Stored data entries:
──────────
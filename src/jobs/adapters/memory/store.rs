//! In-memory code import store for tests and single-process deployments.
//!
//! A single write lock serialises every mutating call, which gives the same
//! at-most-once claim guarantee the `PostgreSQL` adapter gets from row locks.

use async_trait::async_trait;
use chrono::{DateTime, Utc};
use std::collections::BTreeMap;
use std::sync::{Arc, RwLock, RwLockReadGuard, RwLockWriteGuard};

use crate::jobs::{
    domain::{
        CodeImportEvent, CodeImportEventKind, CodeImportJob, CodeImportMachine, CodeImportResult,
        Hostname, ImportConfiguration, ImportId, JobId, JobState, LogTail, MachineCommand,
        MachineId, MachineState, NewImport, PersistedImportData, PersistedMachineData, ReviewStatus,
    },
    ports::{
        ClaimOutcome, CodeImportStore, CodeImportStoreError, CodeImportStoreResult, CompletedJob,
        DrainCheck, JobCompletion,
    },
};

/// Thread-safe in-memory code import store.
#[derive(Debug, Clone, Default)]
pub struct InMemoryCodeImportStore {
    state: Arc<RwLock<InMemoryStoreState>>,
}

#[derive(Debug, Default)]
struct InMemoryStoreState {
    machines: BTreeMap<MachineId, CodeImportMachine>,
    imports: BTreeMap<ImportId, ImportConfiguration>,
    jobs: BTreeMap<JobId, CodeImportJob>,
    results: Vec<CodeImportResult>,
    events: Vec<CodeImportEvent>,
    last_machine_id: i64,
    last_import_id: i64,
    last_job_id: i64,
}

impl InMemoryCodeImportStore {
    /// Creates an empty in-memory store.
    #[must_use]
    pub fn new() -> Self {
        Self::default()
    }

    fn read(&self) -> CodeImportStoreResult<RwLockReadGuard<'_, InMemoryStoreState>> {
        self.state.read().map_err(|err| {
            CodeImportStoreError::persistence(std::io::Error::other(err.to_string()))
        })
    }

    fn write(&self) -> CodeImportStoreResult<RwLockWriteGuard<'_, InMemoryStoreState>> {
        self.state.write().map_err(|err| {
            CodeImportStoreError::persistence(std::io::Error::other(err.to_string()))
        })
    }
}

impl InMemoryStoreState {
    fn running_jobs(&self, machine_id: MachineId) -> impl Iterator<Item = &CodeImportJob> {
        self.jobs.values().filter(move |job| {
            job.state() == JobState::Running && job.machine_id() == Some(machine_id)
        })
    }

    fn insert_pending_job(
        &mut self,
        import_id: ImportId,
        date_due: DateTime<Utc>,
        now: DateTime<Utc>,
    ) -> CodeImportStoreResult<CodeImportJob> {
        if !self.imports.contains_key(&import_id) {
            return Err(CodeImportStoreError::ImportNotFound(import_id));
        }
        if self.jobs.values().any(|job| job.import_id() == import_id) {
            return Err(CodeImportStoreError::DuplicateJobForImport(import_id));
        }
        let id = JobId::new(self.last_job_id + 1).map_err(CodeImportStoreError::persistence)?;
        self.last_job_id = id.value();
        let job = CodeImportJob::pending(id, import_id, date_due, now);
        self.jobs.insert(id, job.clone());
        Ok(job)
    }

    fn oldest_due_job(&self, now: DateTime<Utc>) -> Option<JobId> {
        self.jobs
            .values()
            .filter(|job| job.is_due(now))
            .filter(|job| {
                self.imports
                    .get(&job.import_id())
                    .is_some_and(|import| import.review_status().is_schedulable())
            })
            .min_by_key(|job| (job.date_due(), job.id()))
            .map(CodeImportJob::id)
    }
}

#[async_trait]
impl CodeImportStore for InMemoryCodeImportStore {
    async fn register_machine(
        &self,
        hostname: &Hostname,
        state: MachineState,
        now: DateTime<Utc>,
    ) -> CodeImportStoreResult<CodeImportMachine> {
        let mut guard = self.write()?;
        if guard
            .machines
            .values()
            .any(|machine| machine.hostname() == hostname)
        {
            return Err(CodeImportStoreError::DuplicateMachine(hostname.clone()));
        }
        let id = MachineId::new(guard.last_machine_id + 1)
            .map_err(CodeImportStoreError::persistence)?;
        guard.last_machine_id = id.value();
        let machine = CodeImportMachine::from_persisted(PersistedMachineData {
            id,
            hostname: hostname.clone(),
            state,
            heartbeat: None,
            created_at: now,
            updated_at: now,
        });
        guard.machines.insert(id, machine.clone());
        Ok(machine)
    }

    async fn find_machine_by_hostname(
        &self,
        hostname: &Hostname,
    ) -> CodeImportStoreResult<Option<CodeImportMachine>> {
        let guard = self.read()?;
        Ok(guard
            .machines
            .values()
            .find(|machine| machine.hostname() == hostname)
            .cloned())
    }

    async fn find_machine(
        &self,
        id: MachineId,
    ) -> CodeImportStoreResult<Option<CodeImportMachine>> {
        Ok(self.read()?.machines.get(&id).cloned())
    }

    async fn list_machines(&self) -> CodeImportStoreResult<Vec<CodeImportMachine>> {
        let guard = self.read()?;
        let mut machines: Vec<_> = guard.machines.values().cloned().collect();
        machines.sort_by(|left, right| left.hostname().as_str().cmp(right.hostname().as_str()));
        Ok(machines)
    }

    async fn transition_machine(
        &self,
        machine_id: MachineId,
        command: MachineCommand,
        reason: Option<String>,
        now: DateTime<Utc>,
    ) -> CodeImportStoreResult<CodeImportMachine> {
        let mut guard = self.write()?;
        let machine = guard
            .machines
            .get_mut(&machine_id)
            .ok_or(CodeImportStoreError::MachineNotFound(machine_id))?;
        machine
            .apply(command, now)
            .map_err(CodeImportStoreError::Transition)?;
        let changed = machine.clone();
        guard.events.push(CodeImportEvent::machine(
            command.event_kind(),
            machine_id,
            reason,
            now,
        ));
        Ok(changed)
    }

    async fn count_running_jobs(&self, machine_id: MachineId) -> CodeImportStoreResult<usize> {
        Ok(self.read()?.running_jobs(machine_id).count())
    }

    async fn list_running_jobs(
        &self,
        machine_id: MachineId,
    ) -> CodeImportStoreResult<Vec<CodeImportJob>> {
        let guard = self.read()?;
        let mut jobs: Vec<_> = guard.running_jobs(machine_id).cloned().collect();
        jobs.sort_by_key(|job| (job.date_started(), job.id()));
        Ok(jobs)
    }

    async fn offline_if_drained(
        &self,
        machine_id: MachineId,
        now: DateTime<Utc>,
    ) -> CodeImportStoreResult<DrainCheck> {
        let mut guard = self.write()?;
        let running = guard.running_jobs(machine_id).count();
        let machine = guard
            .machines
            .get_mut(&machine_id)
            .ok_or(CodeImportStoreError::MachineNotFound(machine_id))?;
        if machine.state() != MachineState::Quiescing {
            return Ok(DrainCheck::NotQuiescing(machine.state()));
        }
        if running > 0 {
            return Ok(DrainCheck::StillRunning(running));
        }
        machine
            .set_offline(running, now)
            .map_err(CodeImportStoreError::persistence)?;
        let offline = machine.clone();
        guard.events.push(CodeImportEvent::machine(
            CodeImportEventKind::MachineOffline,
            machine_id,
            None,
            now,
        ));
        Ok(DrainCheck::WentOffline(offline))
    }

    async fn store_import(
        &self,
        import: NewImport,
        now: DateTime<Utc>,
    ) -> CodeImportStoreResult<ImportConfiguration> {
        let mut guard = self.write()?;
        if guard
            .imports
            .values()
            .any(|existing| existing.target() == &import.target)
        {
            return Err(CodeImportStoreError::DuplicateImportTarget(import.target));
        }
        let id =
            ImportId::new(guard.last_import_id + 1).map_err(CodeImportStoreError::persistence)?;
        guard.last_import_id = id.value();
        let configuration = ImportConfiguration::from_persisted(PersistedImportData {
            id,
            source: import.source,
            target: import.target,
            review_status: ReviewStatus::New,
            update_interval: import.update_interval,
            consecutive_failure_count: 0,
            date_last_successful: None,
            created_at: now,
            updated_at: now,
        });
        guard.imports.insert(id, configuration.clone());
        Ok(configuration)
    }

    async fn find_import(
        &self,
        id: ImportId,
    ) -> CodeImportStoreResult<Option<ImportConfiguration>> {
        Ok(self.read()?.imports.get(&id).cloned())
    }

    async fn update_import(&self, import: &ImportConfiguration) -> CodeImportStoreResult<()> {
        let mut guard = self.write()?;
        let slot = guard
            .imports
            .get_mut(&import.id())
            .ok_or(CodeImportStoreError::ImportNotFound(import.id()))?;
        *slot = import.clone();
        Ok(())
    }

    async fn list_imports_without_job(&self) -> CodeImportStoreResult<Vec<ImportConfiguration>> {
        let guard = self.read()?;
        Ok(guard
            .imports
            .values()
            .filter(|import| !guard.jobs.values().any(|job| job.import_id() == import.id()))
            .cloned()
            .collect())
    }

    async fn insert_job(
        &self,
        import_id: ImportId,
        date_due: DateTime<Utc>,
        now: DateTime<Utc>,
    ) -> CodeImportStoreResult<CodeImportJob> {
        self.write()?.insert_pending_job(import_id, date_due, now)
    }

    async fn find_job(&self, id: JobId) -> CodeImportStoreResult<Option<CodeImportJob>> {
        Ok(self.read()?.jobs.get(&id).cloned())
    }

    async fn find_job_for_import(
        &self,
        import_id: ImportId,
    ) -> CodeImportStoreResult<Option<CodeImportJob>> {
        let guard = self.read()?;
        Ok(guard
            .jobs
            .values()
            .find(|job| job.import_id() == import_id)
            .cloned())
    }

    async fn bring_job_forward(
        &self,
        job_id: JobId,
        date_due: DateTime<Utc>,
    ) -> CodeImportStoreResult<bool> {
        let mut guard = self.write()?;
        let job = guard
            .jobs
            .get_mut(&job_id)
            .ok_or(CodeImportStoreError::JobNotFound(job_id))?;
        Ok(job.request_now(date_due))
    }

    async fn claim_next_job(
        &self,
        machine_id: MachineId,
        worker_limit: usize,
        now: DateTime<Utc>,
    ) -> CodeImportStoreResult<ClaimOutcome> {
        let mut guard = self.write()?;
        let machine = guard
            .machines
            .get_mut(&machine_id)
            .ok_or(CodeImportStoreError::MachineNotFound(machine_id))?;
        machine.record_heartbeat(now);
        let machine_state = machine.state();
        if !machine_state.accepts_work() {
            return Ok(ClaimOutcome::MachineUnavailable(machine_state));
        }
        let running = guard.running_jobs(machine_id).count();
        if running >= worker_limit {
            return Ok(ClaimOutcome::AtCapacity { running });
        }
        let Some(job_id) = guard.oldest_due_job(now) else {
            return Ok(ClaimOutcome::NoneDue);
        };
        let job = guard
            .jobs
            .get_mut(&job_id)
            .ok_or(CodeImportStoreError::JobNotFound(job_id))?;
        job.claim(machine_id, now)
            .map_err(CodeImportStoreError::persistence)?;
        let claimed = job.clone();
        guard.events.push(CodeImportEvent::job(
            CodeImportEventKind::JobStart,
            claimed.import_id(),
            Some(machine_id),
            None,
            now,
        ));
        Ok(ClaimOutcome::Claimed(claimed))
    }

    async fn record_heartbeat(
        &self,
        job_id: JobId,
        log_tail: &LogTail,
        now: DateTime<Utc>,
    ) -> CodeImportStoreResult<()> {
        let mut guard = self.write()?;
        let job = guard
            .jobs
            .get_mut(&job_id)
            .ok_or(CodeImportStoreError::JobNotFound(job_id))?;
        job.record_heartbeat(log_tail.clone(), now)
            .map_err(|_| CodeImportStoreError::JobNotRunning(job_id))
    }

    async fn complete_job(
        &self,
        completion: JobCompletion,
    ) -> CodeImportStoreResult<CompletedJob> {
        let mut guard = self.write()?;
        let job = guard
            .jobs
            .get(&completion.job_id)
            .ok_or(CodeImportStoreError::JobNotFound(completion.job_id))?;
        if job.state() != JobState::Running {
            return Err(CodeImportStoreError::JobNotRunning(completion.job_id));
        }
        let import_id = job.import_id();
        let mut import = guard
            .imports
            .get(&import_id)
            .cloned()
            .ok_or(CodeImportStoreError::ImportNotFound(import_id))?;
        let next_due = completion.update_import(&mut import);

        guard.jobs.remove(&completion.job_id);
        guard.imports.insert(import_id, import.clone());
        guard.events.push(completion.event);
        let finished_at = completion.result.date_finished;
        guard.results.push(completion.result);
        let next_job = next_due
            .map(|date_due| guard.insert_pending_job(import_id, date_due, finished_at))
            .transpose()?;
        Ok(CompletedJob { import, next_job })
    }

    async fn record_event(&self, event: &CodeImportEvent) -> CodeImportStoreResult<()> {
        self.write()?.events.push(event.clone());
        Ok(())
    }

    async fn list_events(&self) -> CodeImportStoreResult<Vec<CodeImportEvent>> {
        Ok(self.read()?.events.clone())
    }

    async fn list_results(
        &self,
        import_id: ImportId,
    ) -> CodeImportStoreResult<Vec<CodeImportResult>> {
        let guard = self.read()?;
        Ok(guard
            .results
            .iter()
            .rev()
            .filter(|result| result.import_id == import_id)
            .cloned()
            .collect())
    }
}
──────────
-- WORK ORDER --
Copy task for the entries above: every line with the string "JobState".

-- RESULT FOR THIS TASK --
        Hostname, ImportConfiguration, ImportId, JobId, JobState, LogTail, MachineCommand,
            job.state() == JobState::Running && job.machine_id() == Some(machine_id)
        if job.state() != JobState::Running {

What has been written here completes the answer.